Feature Extraction and Vector Representations

In machine learning and data processing, feature extraction is the process of transforming raw data into a structured set of informative features that can be fed into algorithms. This process involves selecting key characteristics from the data that are most relevant for the task at hand, often based on domain knowledge.

Feature Extraction Example: Email Address

For the email address r.venkatesaramani@northeastern.edu, you might extract the following features:

                ϕ(x) = 
                [
                    has first initial: 1,
                    has first name: 0,
                    has separator: 1,
                    has last initial: 0,
                    has last name: 1,
                    has NEU domain: 1
                ]
                =
                [1, 0, 1, 0, 1, 1]
                    

This feature vector encodes whether the email address contains a first initial, first name, a separator (dot or underscore), last initial, last name, and a domain that belongs to Northeastern University (NEU).

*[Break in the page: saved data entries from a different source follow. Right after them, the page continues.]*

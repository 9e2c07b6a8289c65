use crate::decision::AttendanceWindow;
use chrono::NaiveTime;
use rollcall_core::localizer::DetectionPolicy;
use rollcall_core::types::CONFIDENCE_REJECT_THRESHOLD;
use std::path::PathBuf;

/// Daemon configuration, loaded from environment variables.
pub struct Config {
    /// Base directory for the database and model files.
    pub data_dir: PathBuf,
    /// Path to the SQLite database file.
    pub db_path: PathBuf,
    /// Path to the SeetaFace FuSt cascade model file.
    pub detect_model_path: String,
    /// Path to the persisted appearance model.
    pub appearance_model_path: PathBuf,
    /// Confidence below which a match is rejected.
    pub confidence_threshold: f32,
    /// On-time/late window for attendance decisions.
    pub window: AttendanceWindow,
    /// Face detection policy.
    pub detection: DetectionPolicy,
}

impl Config {
    /// Load configuration from `ROLLCALL_*` environment variables with defaults.
    pub fn from_env() -> Self {
        let data_dir = std::env::var("ROLLCALL_DATA_DIR")
            .map(PathBuf::from)
            .unwrap_or_else(|_| {
                std::env::var("XDG_DATA_HOME")
                    .map(PathBuf::from)
                    .unwrap_or_else(|_| {
                        let home = std::env::var("HOME").unwrap_or_else(|_| "/tmp".to_string());
                        PathBuf::from(home).join(".local/share")
                    })
                    .join("rollcall")
            });

        let db_path = std::env::var("ROLLCALL_DB_PATH")
            .map(PathBuf::from)
            .unwrap_or_else(|_| data_dir.join("attendance.db"));

        let detect_model_path = std::env::var("ROLLCALL_DETECT_MODEL").unwrap_or_else(|_| {
            data_dir
                .join("models/seeta_fd_frontal_v1.0.bin")
                .to_string_lossy()
                .into_owned()
        });

        let appearance_model_path = std::env::var("ROLLCALL_MODEL_PATH")
            .map(PathBuf::from)
            .unwrap_or_else(|_| data_dir.join("appearance_model.json"));

        let detection = DetectionPolicy {
            min_face_size: env_u32("ROLLCALL_MIN_FACE_SIZE", DetectionPolicy::default().min_face_size),
            score_threshold: env_f64(
                "ROLLCALL_DETECT_SCORE_THRESHOLD",
                DetectionPolicy::default().score_threshold,
            ),
            ..DetectionPolicy::default()
        };

        Self {
            data_dir,
            db_path,
            detect_model_path,
            appearance_model_path,
            confidence_threshold: env_f32(
                "ROLLCALL_CONFIDENCE_THRESHOLD",
                CONFIDENCE_REJECT_THRESHOLD,
            ),
            window: AttendanceWindow {
                start: env_time("ROLLCALL_WINDOW_START", NaiveTime::from_hms_opt(9, 0, 0)),
                cutoff: env_time("ROLLCALL_WINDOW_CUTOFF", NaiveTime::from_hms_opt(23, 0, 0)),
            },
            detection,
        }
    }

    /// Create the data directory and the appearance-model parent if missing.
    pub fn ensure_dirs(&self) -> std::io::Result<()> {
        std::fs::create_dir_all(&self.data_dir)?;
        if let Some(parent) = self.appearance_model_path.parent() {
            std::fs::create_dir_all(parent)?;
        }
        Ok(())
    }
}

fn env_f32(key: &str, default: f32) -> f32 {
    std::env::var(key)
        .ok()
        .and_then(|v| v.parse().ok())
        .unwrap_or(default)
}

fn env_f64(key: &str, default: f64) -> f64 {
    std::env::var(key)
        .ok()
        .and_then(|v| v.parse().ok())
        .unwrap_or(default)
}

fn env_u32(key: &str, default: u32) -> u32 {
    std::env::var(key)
        .ok()
        .and_then(|v| v.parse().ok())
        .unwrap_or(default)
}

fn env_time(key: &str, default: Option<NaiveTime>) -> NaiveTime {
    std::env::var(key)
        .ok()
        .and_then(|v| NaiveTime::parse_from_str(&v, "%H:%M").ok())
        .or(default)
        .unwrap_or_default()
}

Each feature in this representation plays a role in determining the classification, but not all features have equal importance. Some may weigh more heavily in the decision-making process.

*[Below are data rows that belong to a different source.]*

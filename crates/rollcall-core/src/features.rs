//! Extended LBP features — circular neighbor sampling, spatial grid
//! histograms, chi-square distance.
//!
//! Each normalized crop is reduced to one feature vector: an LBP code per
//! interior pixel, an 8×8 grid of per-cell code histograms, and the
//! concatenation of those histograms. The appearance model is the labeled
//! collection of these vectors.

use serde::{Deserialize, Serialize};

/// Parameters of the texture operator and spatial grid.
///
/// All samples in one model share these; changing them requires a full
/// retrain since feature vectors are not comparable across parameters.
#[derive(Debug, Clone, Copy, PartialEq, Eq, Serialize, Deserialize)]
pub struct TrainingParams {
    /// Radius of the circular neighborhood, in pixels.
    pub radius: u32,
    /// Number of sampling points on the circle. Bins per cell = 2^neighbors.
    pub neighbors: u32,
    pub grid_rows: u32,
    pub grid_cols: u32,
}

impl Default for TrainingParams {
    fn default() -> Self {
        Self {
            radius: 1,
            neighbors: 8,
            grid_rows: 8,
            grid_cols: 8,
        }
    }
}

impl TrainingParams {
    /// Histogram bins per grid cell.
    pub fn bins(&self) -> usize {
        1usize << self.neighbors
    }

    /// Total feature vector length.
    pub fn feature_len(&self) -> usize {
        self.bins() * (self.grid_rows * self.grid_cols) as usize
    }
}

/// Compute the LBP code image for the interior of a grayscale buffer.
///
/// Neighbors are sampled on a circle of `radius` with bilinear
/// interpolation; bit `n` is set when the sampled value is >= the center.
/// Output covers centers at least `radius` from every edge, so its
/// dimensions are (width − 2r) × (height − 2r).
fn lbp_image(pixels: &[u8], width: u32, height: u32, radius: u32, neighbors: u32) -> Vec<u32> {
    let w = width as usize;
    let h = height as usize;
    let r = radius as usize;
    if w <= 2 * r || h <= 2 * r || pixels.len() < w * h {
        return Vec::new();
    }

    // Precompute circle offsets.
    let offsets: Vec<(f32, f32)> = (0..neighbors)
        .map(|n| {
            let angle = 2.0 * std::f32::consts::PI * n as f32 / neighbors as f32;
            (radius as f32 * angle.cos(), -(radius as f32) * angle.sin())
        })
        .collect();

    let out_w = w - 2 * r;
    let out_h = h - 2 * r;
    let mut codes = vec![0u32; out_w * out_h];

    for cy in r..h - r {
        for cx in r..w - r {
            let center = pixels[cy * w + cx] as f32;
            let mut code = 0u32;

            for (bit, &(dx, dy)) in offsets.iter().enumerate() {
                let sx = cx as f32 + dx;
                let sy = cy as f32 + dy;

                let x0 = sx.floor() as usize;
                let y0 = sy.floor() as usize;
                let x1 = (x0 + 1).min(w - 1);
                let y1 = (y0 + 1).min(h - 1);
                let fx = sx - x0 as f32;
                let fy = sy - y0 as f32;

                let tl = pixels[y0 * w + x0] as f32;
                let tr = pixels[y0 * w + x1] as f32;
                let bl = pixels[y1 * w + x0] as f32;
                let br = pixels[y1 * w + x1] as f32;

                let sampled = tl * (1.0 - fx) * (1.0 - fy)
                    + tr * fx * (1.0 - fy)
                    + bl * (1.0 - fx) * fy
                    + br * fx * fy;

                if sampled >= center {
                    code |= 1 << bit;
                }
            }

            codes[(cy - r) * out_w + (cx - r)] = code;
        }
    }

    codes
}

/// Reduce a grayscale crop to its concatenated grid-histogram feature vector.
///
/// The LBP image is partitioned into `grid_rows × grid_cols` cells (edge
/// remainders are dropped); each cell contributes one histogram normalized
/// by its pixel count. A crop too small for the grid yields an all-zero
/// vector of the expected length.
pub fn spatial_histogram(pixels: &[u8], width: u32, height: u32, params: &TrainingParams) -> Vec<f32> {
    let bins = params.bins();
    let mut features = vec![0.0f32; params.feature_len()];

    let codes = lbp_image(pixels, width, height, params.radius, params.neighbors);
    if codes.is_empty() {
        return features;
    }

    let lw = (width - 2 * params.radius) as usize;
    let lh = (height - 2 * params.radius) as usize;
    let cell_w = lw / params.grid_cols as usize;
    let cell_h = lh / params.grid_rows as usize;
    if cell_w == 0 || cell_h == 0 {
        return features;
    }
    let cell_mass = (cell_w * cell_h) as f32;

    for row in 0..params.grid_rows as usize {
        for col in 0..params.grid_cols as usize {
            let cell_idx = row * params.grid_cols as usize + col;
            let hist = &mut features[cell_idx * bins..(cell_idx + 1) * bins];

            for y in row * cell_h..(row + 1) * cell_h {
                for x in col * cell_w..(col + 1) * cell_w {
                    hist[codes[y * lw + x] as usize] += 1.0;
                }
            }
            for v in hist.iter_mut() {
                *v /= cell_mass;
            }
        }
    }

    features
}

/// Chi-square distance between an expected (reference) and observed
/// (probe) histogram vector. Bins empty in the reference are skipped.
pub fn chi_square(expected: &[f32], observed: &[f32]) -> f32 {
    expected
        .iter()
        .zip(observed.iter())
        .filter(|(&e, _)| e > 0.0)
        .map(|(&e, &o)| (e - o) * (e - o) / e)
        .sum()
}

Feature Importance (Weights)

The importance of each feature can be represented by weights. These weights show how strongly each feature contributes to the final prediction. For the email filter, the weights for each feature could look like this:

                w = 
                [
                    has first initial: 1.5,
                    has first name: 2,
                    has separator: -1,
                    has last initial: 1.5,
                    has last name: 2,
                    has NEU domain: 4
                ]
                =
                [1.5, 2, -1, 1.5, 2, 4]
                    

These weights reflect the relative importance of each feature for making predictions. For instance, if the email comes from an NEU domain, it may be more important than having a first initial.

Linear Predictors

In machine learning, a common approach to classification problems is using linear predictors. The final decision is made by calculating a score based on the dot product of the feature vector ϕ(x) and the weight vector w:

                Score = w ⋅ ϕ(x) = ∑ wj ϕ(x)j
                    

For example, if we consider w = [1.5, 2, -1, 1.5, 2, 4] and ϕ(x) = [1, 0, 1, 0, 1, 1], the score is calculated as:

                Score = (1.5 × 1) + (2 × 0) + (-1 × 1) + (1.5 × 0) + (2 × 1) + (4 × 1) = 6.5
                    

Classification Decision

For binary classification tasks (e.g., spam vs. not spam), a simple sign function can be used to make predictions based on the score:

                fw(x) = sign(Score) = 
                {
                    1, if w ⋅ ϕ(x) > 0
                   -1, if w ⋅ ϕ(x) < 0
                    0, if w ⋅ ϕ(x) = 0
                }
                    

In this case, a positive score could correspond to "important email," while a negative score could represent "spam."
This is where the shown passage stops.